**The task**
In the entries below, identify every line with the string "enum" and copy it.

(Collected data)
────────────────────────────────────────
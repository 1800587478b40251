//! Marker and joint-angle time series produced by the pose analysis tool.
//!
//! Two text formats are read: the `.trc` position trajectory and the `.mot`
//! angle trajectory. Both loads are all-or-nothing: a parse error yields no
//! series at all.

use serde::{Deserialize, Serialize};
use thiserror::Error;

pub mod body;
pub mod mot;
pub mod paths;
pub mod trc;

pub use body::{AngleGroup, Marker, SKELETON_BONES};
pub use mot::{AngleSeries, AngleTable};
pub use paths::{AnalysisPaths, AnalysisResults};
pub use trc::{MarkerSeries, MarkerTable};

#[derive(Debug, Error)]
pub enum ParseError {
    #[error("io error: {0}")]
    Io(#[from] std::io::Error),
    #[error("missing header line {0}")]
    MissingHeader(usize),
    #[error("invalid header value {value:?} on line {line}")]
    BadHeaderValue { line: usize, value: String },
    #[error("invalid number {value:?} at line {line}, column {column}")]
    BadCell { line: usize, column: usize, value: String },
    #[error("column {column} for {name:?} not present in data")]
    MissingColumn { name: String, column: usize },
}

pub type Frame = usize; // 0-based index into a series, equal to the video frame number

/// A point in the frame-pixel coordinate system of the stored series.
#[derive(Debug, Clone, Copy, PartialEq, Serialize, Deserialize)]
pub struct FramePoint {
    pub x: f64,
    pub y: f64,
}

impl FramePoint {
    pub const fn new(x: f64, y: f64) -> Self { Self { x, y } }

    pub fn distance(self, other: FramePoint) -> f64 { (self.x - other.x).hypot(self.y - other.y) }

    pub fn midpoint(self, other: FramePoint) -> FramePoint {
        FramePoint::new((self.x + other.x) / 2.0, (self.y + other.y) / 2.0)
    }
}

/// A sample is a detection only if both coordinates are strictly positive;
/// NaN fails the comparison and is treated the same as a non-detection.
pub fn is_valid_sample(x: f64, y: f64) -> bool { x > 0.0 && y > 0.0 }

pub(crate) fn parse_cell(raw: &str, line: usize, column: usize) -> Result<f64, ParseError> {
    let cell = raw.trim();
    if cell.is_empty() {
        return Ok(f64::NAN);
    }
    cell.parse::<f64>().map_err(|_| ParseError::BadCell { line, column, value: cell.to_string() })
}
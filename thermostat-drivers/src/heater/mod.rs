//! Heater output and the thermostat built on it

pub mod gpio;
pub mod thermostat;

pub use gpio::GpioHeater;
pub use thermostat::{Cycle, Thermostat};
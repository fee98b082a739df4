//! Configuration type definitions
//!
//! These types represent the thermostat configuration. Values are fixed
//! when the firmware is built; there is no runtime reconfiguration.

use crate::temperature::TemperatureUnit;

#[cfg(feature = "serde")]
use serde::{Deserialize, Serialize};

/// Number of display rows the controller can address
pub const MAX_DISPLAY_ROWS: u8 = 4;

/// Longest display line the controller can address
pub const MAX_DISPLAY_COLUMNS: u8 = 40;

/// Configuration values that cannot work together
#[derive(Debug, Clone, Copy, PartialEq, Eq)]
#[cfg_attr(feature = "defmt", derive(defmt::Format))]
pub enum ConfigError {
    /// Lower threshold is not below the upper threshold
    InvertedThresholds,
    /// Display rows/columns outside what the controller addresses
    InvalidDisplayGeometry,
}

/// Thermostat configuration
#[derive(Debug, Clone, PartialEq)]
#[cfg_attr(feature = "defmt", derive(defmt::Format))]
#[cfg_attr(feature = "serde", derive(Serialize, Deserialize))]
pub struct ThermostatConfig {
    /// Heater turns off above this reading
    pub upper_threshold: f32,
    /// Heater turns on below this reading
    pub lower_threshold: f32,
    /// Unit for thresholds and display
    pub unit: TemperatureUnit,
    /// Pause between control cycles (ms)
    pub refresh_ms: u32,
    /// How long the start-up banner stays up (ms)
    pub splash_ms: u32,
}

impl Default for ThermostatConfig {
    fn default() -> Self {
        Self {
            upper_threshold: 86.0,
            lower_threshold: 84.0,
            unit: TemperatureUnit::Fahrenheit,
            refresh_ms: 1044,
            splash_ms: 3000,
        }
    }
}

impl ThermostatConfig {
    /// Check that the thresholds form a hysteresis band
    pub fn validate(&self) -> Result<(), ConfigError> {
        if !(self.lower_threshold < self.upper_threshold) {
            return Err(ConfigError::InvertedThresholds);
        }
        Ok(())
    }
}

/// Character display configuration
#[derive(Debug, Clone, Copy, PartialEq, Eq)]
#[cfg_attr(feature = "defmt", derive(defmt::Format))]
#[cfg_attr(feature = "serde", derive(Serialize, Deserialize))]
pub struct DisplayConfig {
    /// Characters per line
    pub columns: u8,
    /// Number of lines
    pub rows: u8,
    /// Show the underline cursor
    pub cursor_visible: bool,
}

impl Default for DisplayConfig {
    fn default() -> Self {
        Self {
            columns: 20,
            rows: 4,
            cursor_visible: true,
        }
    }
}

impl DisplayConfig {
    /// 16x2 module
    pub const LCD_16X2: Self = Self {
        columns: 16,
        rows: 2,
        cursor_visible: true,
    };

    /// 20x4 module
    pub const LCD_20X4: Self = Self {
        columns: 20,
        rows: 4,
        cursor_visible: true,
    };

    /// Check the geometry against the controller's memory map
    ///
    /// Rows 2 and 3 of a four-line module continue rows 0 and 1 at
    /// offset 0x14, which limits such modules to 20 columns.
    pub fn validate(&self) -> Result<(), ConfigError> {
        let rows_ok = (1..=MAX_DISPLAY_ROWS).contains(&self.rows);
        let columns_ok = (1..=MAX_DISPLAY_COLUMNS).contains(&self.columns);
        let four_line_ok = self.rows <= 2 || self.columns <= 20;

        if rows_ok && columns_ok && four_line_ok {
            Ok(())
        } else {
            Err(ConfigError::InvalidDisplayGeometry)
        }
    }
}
────────────────────────────────────────
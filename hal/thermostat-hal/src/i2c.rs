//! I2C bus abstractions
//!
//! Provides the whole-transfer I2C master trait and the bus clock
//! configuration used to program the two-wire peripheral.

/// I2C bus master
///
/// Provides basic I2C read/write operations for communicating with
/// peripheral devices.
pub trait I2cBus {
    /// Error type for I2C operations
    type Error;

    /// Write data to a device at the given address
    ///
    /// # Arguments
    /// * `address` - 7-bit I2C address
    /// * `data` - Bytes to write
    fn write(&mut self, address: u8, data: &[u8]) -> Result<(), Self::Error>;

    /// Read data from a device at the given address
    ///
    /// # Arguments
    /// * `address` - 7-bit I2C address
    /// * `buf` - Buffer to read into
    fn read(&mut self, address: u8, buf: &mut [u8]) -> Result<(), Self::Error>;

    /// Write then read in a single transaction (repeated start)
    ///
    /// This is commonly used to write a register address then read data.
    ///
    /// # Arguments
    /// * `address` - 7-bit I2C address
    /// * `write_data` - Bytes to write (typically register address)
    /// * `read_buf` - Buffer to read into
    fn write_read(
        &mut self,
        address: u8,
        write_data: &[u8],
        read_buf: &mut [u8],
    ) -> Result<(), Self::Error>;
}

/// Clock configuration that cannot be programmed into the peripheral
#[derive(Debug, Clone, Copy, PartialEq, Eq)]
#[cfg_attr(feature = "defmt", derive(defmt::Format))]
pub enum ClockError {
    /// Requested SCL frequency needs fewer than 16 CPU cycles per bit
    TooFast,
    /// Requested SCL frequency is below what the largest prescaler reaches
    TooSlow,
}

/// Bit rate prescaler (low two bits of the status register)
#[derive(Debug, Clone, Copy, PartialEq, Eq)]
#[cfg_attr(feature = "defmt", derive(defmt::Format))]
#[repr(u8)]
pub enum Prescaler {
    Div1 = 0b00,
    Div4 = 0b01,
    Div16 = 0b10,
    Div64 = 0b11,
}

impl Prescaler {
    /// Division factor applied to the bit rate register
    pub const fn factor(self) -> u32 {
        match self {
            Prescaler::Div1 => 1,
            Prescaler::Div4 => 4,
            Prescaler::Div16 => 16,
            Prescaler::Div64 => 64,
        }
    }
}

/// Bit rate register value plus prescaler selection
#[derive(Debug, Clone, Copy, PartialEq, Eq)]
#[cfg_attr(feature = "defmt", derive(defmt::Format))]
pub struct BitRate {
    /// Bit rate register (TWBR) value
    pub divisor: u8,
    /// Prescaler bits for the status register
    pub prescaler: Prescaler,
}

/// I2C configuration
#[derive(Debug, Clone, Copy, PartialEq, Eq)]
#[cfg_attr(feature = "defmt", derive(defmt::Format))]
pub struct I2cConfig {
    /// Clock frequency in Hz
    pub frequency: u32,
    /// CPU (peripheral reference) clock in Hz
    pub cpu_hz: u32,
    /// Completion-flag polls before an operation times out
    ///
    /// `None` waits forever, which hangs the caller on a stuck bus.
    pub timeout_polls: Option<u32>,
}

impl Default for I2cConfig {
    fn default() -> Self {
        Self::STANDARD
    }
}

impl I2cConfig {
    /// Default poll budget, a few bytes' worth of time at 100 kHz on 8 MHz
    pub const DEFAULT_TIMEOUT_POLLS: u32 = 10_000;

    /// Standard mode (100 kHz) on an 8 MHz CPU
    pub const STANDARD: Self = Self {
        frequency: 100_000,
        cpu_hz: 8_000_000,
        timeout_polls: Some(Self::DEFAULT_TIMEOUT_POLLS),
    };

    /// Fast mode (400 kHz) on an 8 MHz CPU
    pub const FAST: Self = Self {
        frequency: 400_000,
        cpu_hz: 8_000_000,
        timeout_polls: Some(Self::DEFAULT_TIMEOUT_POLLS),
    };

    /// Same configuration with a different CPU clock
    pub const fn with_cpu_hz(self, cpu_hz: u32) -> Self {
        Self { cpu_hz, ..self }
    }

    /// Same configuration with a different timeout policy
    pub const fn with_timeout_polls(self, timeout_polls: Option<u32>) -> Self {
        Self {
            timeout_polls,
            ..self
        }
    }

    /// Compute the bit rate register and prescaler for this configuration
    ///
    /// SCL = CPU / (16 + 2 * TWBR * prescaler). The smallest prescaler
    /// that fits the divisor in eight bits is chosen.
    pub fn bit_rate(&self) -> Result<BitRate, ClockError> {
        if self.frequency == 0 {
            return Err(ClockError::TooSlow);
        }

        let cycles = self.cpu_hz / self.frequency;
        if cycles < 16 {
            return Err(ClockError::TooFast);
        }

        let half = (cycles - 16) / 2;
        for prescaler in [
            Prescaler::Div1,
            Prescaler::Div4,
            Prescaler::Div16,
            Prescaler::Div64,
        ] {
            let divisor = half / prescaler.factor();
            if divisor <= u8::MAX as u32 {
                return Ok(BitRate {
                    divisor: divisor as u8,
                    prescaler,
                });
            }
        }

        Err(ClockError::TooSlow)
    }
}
────────────────────────────────────────
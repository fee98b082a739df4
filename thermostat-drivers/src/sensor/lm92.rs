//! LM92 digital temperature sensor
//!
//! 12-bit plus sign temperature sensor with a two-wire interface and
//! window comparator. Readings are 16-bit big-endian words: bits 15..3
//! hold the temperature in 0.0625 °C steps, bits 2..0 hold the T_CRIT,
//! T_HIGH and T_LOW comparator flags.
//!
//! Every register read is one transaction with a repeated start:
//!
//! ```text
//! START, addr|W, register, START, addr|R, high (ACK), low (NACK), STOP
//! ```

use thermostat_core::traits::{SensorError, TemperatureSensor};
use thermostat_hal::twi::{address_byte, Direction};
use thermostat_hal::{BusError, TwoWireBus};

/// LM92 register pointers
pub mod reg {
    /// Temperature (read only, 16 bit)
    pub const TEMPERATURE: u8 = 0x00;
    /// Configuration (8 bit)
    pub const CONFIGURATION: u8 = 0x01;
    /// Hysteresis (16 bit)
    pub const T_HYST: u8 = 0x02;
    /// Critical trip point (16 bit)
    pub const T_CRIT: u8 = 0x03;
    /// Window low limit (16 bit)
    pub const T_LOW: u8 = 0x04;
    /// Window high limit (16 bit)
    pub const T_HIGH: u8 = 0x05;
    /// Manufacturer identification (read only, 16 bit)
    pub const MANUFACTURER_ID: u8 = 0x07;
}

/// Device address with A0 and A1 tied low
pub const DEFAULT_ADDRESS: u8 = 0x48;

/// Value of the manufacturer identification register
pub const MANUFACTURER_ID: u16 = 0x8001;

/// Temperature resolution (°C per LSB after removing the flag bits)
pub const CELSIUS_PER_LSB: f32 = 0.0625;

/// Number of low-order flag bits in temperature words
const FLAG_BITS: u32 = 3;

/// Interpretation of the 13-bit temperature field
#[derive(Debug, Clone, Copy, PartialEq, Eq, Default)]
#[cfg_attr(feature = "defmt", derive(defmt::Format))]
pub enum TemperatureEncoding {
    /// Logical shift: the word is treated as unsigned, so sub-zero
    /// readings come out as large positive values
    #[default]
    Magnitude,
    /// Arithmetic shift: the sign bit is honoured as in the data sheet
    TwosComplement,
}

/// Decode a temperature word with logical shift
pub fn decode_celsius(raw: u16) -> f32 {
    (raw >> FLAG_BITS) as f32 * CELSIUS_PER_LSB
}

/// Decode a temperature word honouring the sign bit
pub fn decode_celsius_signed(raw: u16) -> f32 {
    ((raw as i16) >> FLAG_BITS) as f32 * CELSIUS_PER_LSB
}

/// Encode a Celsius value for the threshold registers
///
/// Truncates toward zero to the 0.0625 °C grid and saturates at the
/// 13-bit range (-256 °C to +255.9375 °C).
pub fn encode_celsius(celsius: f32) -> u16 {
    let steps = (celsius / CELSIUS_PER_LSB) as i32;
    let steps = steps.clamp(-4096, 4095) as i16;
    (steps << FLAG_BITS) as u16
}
────────────────────────────────────────
**Exercise response**
pub enum ParseError {
pub enum ConfigError {
pub enum ClockError {
pub enum Prescaler {
pub enum TemperatureEncoding {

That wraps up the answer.